Physical Description

A boomerang made of a single piece of wood. The upper surface is intricately carved or engraved with the name "Galbraith", a flower motif and a steam locomotive with coal bin and carriages containing passengers, and livestock (horses and cows). Reverse side - plain.


The boomerang is a unique and fine example of transitional artwork produced on the northern frontier of Queensland from around the late nineteenth and early twentieth century. The details here are consistent with the A10 Fairlie locomotives that serviced the Normanton to Croydon line completed in1891 (Queensland Railway Locomotives 202,203,204). In 1895 two locomotives were decommissioned.
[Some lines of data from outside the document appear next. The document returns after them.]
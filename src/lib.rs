//! kmscreds - Credentials files with per-secret KMS envelope encryption.
//!
//! Every secret gets its own data key from a remote key service. The data
//! key seals the secret with XSalsa20-Poly1305 and is stored, wrapped by the
//! service, next to the sealed secret in a single printable string. The
//! credentials file itself is plain JSON and safe to commit.
//!
//! # Architecture
//!
//! ```text
//! src/
//! ├── cli/              # Command-line interface
//! │   ├── init          # Create a credentials file
//! │   ├── add, rotate   # Encrypt values read from stdin
//! │   ├── delete, edit  # Metadata-only changes
//! │   ├── list          # Show names and timestamps
//! │   ├── export        # Decrypt everything (dotenv, bash, json)
//! │   ├── rotate_kms_key# Re-encrypt under a new master key
//! │   └── completions   # Shell completions
//! └── core/             # Core library components
//!     ├── cipher/       # Envelope cipher and the "EJK1];" encoding
//!     │   ├── entropy   # Nonce source
//!     │   └── kms/      # Key service trait, AWS KMS and stub backends
//!     ├── store/        # Credentials document and persistence
//!     ├── export        # Plaintext renderers
//!     ├── validation    # Name, value and context checks
//!     └── config        # Optional user settings (config.toml)
//! ```

pub mod cli;
pub mod core;
pub mod error;
//! Core library components.
//!
//! This module contains the reusable business logic: the envelope cipher,
//! the credential store and its persistence, export rendering, and
//! configuration handling.

pub mod cipher;
pub mod config;
pub mod constants;
pub mod export;
pub mod store;
pub mod types;
pub mod validation;
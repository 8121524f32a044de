//! Key service backends.
//!
//! The envelope cipher never sees a master key. It asks a [`KeyService`] for
//! a fresh data key on encrypt and for the unwrapped data key on decrypt.
//!
//! - `aws`: AWS KMS (feature-gated, on by default)
//! - `stub`: local stand-in for CLI integration tests (`test-kms`)

use zeroize::Zeroizing;

use crate::core::config::Settings;
use crate::core::types::EncryptionContext;
use crate::error::{CipherError, Result};

#[cfg(feature = "aws")]
pub mod aws;

#[cfg(any(test, feature = "test-kms"))]
pub mod stub;


/// A data key as returned by `generate_data_key`.
pub struct DataKey {
    /// The data key wrapped under the remote master key. Opaque.
    pub ciphertext: Vec<u8>,
    /// The raw data key. Used once, then dropped and zeroized.
    pub plaintext: Zeroizing<Vec<u8>>,
}

impl std::fmt::Debug for DataKey {
    fn fmt(&self, f: &mut std::fmt::Formatter<'_>) -> std::fmt::Result {
        f.debug_struct("DataKey")
            .field("ciphertext_len", &self.ciphertext.len())
            .field("plaintext", &"<redacted>")
            .finish()
    }
}

/// Remote key management primitives.
///
/// Implemented by real providers and by stubs for testing. Calls block
/// until the service answers or fails; timeouts belong to the implementation.
pub trait KeyService: std::fmt::Debug {
    /// Generate a fresh data key scoped to `key_id` and `context`.
    ///
    /// # Errors
    ///
    /// Returns `CipherError::RemoteKey` on any service-side problem.
    fn generate_data_key(
        &self,
        key_id: &str,
        context: &EncryptionContext,
    ) -> std::result::Result<DataKey, CipherError>;

    /// Unwrap a data key previously produced by `generate_data_key`.
    ///
    /// The returned length is not trusted; the cipher checks it.
    ///
    /// # Errors
    ///
    /// Returns `CipherError::RemoteKey` on any service-side problem,
    /// including a key id or context that does not match the wrapped key.
    fn decrypt(
        &self,
        key_id: &str,
        key_ciphertext: &[u8],
        context: &EncryptionContext,
    ) -> std::result::Result<Zeroizing<Vec<u8>>, CipherError>;

    /// Backend name for display/logging.
    fn name(&self) -> &'static str;
}

/// Build the key service for this build.
///
/// `test-kms` builds always get the local stub so integration tests never
/// reach a real provider. Otherwise AWS KMS is used when compiled in.
///
/// # Errors
///
/// Returns `CipherError::RemoteKey` if no backend is available or the
/// client cannot be initialized.
pub fn default_service(settings: &Settings) -> Result<Box<dyn KeyService>> {
    #[cfg(feature = "test-kms")]
    {
        let _ = settings;
        tracing::debug!("using stub key service");
        Ok(Box::new(stub::StubKms))
    }

    #[cfg(all(not(feature = "test-kms"), feature = "aws"))]
    {
        tracing::debug!("using AWS KMS key service");
        Ok(Box::new(aws::AwsKms::new(&settings.aws)?))
    }

    #[cfg(all(not(feature = "test-kms"), not(feature = "aws")))]
    {
        let _ = settings;
        Err(CipherError::RemoteKey(
            "no key service compiled in. Rebuild with: cargo install kmscreds --features aws"
                .to_string(),
        )
        .into())
    }
}
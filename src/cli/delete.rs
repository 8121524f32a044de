//! Delete command.

use std::path::Path;

use tracing::info;

use crate::cli::output;
use crate::core::store::Store;
use crate::error::Result;

/// Remove credential `name`.
pub fn execute(path: &Path, name: &str) -> Result<()> {
    let mut store = Store::load(path)?;
    store.remove(name)?;
    store.save(path)?;

    info!(name, "deleted credential");
    output::success(&format!("deleted {}", output::key(name)));
    Ok(())
}
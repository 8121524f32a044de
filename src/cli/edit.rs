//! Edit command.
//!
//! Only the description is editable. Values change through `rotate`.

use std::path::Path;

use tracing::info;

use crate::cli::output;
use crate::core::store::Store;
use crate::error::Result;

/// Set the description of credential `name`.
pub fn execute(path: &Path, name: &str, description: &str) -> Result<()> {
    let mut store = Store::load(path)?;
    store.set_description(name, description)?;
    store.save(path)?;

    info!(name, "updated description");
    output::success(&format!("updated {}", output::key(name)));
    Ok(())
}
Number 202 was sold in 1906 and continued to be used until 1915, and today the Croydon Shire Council have this locomotive and some restoration work was undertaken perhaps with parts from Number 203. This class of locomotive has three coupled wheels with distinctive star-shaped spokes as seen in the image here. It was brought to Normanton in 1888 for use on this line that was built to service the Croydon gold fields.

The name Galbraith refers to Percy Dumas Fead Galbraith (1854-1926), who was Sub-Inspector of Police at Normanton from 1889 to 1891 and then Inspector from 1901-1906. The boomerang may have been made to mark either of Galbraith's departures or he may have commissioned it himself. He had Native Mounted Police under his charge and Aboriginal trackers were engaged by him in police work, and any one of these may have made this boomerang. It came from a private collector in the United Kingdom and unfortunately no documentation was forthcoming relating to its history.